Все фиксации «Бога», которые представляет нам онтологическая метафизика, будь то «моральный бог христианства», «высшая ценность», causa sui или ens supremum, суть, в конечном итоге, «понятийные идолы», скроенные по нашей собственной мерке. Такой «Бог» оказывается нам по плечу: хотя этот «Бог» бесконечно превосходит нас, мера этого превосхождения остается нам самим доступна, она нами осмыслена или определена: Он остается нам соразмерен. Именно поэтому сказать, что Бог «есть», что он благ, всемогущ, всезнающ – это уже богохульство
[11], это метафизическое насилие, которое набрасывает на Него понятийную схему, превращает Его в понятие и предмет, сообразный нашему разуму, нашей оценке, сообразный тому, как мы понимаем бытие, благо, могущество, сообразный тому, как мы видим мир и свое место в мире. Как же тогда возможно богословие? Ведь говорить «о» Боге, представляя Бога как тему наших рассуждений, – значит превратить Его в «субъект предикации», а везде, где есть субъект предикации, тем самым уже имеет место мышление в терминах основания и ограничение Бога возможностями нашего мышления. Однако как богословствовать, если любое понятийное схватывание того, что есть «Бог», выстраивает между Ним и нами стену?

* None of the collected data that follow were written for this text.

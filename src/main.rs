//! ragmem CLI
//!
//! Replays a transcript through a rolling memory and prints the memories the
//! agent would see at the end of it.

use clap::Parser;
use ragmem::config::Settings;
use ragmem::{
    CompletionBackend, ConversationLog, ExtractiveSummarizer, InMemoryMemoryStore, Message,
    OpenAiCompletion, RagMemory,
};
use std::path::PathBuf;
use std::sync::Arc;
use tokio::io::{AsyncBufRead, AsyncBufReadExt, BufReader};
use tracing::{debug, info, warn};
use tracing_subscriber::EnvFilter;

/// ragmem - rolling retrieval-augmented memory for a conversation transcript
#[derive(Parser, Debug)]
#[command(name = "ragmem")]
#[command(author, version, about, long_about = None)]
struct Cli {
    /// Transcript to replay: JSONL messages or plain text lines (stdin if omitted)
    input: Option<PathBuf>,

    /// Settings file (defaults to $RAGMEM_CONFIG or <config dir>/ragmem/config.toml)
    #[arg(long)]
    config: Option<PathBuf>,

    /// Messages per summarized chunk
    #[arg(long)]
    chunk_messages: Option<usize>,

    /// Refresh retrieved memories every N messages
    #[arg(long)]
    refresh_every: Option<usize>,

    /// Maximum memories retrieved per refresh
    #[arg(long)]
    max_memories: Option<usize>,

    /// JSONL file memories are persisted to and reloaded from
    #[arg(long)]
    journal: Option<PathBuf>,

    /// Summarize without calling a model
    #[arg(long)]
    offline: bool,

    /// Speaker name for plain text lines
    #[arg(long, default_value = "user")]
    name: String,

    /// Verbose output
    #[arg(short, long)]
    verbose: bool,
}

#[tokio::main]
async fn main() -> anyhow::Result<()> {
    let cli = Cli::parse();

    let filter = EnvFilter::try_from_default_env().unwrap_or_else(|_| {
        if cli.verbose {
            EnvFilter::new("debug")
        } else {
            EnvFilter::new("info")
        }
    });
    tracing_subscriber::fmt()
        .with_env_filter(filter)
        .with_target(false)
        .with_writer(std::io::stderr)
        .init();

    let settings = load_settings(&cli).await?;
    info!(
        "Starting ragmem: chunk={}, refresh_every={}, max_memories={}",
        settings.memory.chunk_messages,
        settings.memory.refresh_memory_every_n_messages,
        settings.memory.max_memory_values
    );

    let store = match &cli.journal {
        Some(path) => Arc::new(InMemoryMemoryStore::with_journal(path.clone()).await?),
        None => Arc::new(InMemoryMemoryStore::new()),
    };
    let completion: Arc<dyn CompletionBackend> = if cli.offline {
        Arc::new(ExtractiveSummarizer::new())
    } else {
        Arc::new(OpenAiCompletion::new(&settings.llm)?)
    };
    let conversation = Arc::new(ConversationLog::new());
    let memory = RagMemory::new(
        settings.memory.clone(),
        conversation.clone(),
        store.clone(),
        completion,
    )?;

    let reader: Box<dyn AsyncBufRead + Unpin> = match &cli.input {
        Some(path) => Box::new(BufReader::new(tokio::fs::File::open(path).await?)),
        None => Box::new(BufReader::new(tokio::io::stdin())),
    };

    let mut lines = reader.lines();
    while let Some(line) = lines.next_line().await? {
        let Some(message) = parse_line(&line, &cli.name) else {
            continue;
        };
        conversation.append(message);
        let outcome = memory.on_new_messages(1).await;
        if !outcome.writes.is_empty() {
            debug!(
                "Message {}: queued {} summarization turn(s)",
                conversation.len(),
                outcome.writes.len()
            );
        }
    }

    memory.flush().await;
    if let Err(e) = memory.refresh().await {
        warn!("Final memory refresh failed: {}", e);
    }
    info!(
        "Replayed {} messages, {} memories stored",
        conversation.len(),
        store.len().await
    );

    match memory.render_prompt() {
        Some(block) => print!("{}", block),
        None => println!("(no memories)"),
    }

    Ok(())
}

/// Resolve the settings file and apply command-line overrides
async fn load_settings(cli: &Cli) -> anyhow::Result<Settings> {
    let mut settings = match cli.config.clone().or_else(Settings::default_path) {
        Some(path) => Settings::load(&path).await?,
        None => Settings::default(),
    };

    if let Some(n) = cli.chunk_messages {
        settings.memory.chunk_messages = n;
    }
    if let Some(n) = cli.refresh_every {
        settings.memory.refresh_memory_every_n_messages = n;
    }
    if let Some(n) = cli.max_memories {
        settings.memory.max_memory_values = n;
    }
    settings.memory.validate()?;

    Ok(settings)
}

/// A JSON object line is a full message; anything else is plain speech
fn parse_line(line: &str, default_name: &str) -> Option<Message> {
    let trimmed = line.trim();
    if trimmed.is_empty() {
        return None;
    }
    if trimmed.starts_with('{') {
        if let Ok(message) = serde_json::from_str::<Message>(trimmed) {
            return Some(message);
        }
    }
    Some(Message::say(default_name, trimmed))
}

Ответ Мариона заключается в том, чтобы от метафизического богословия перейти к феноменологии, которая одна может вывести нас к богословию подлинному
[12]. Вместо того, чтобы изучать вещи как они «есть», то есть вместо того, чтобы исследовать объективные связи, которые существуют между вещами мира, основатель феноменологии Эдмунд Гуссерль предложил сместить внимание на то, как вещи нам явлены, как они даны нашему сознанию. Разумеется, Марион – не Гуссерль, он не хочет ограничиться одной только феноменологией сознания; его концепция феноменальности гораздо шире, но тем не менее его подход – замена вопроса о том, «почему между вещами существуют такие связи», на вопрос о том, «как мне вещи даны», – остается феноменологическим и даже гуссерлианским. Как же мне дан Бог? И можно ли говорить о данности того, что не поддается ни созерцанию, ни описанию, ни схватыванию? Здесь нам на помощь приходит новый инструмент – я сам. Коль скоро нечто является, коль скоро нечто дано тем или иным образом, то через того, кому это дано, мы можем получить неопредмечивающий, косвенный доступ к самой вещи. Очами души, как и очами плотскими, Бога видеть невозможно, но я могу увидеть самого себя, затронутого Богом, затронутого Его словом. Доступ к Богу лежит через доступ ко мне самому; только мое «я» может стать для Бога тем местом, где Он явлен, тем местом, где случилось бого-явление, теофания. Но как освободиться от того ложного, нарциссического «я», которое загораживает от меня – меня самого, меня подлинного? Как пробиться к самому себе? В книге об Августине Марион соединяет вопрос о том, как возможно богословие, с вопросом о том, что, собственно говоря, значит «быть самим собой». Коль скоро речь зашла о том, можно ли измениться, можно ли изменить себя, то тем самым уже предполагается, что я должен был бы уже иметь это себя, обладать собой, быть собой, быть «я». Но что же имеется в виду, когда каждый из нас говорит о себе «я», «я сам»?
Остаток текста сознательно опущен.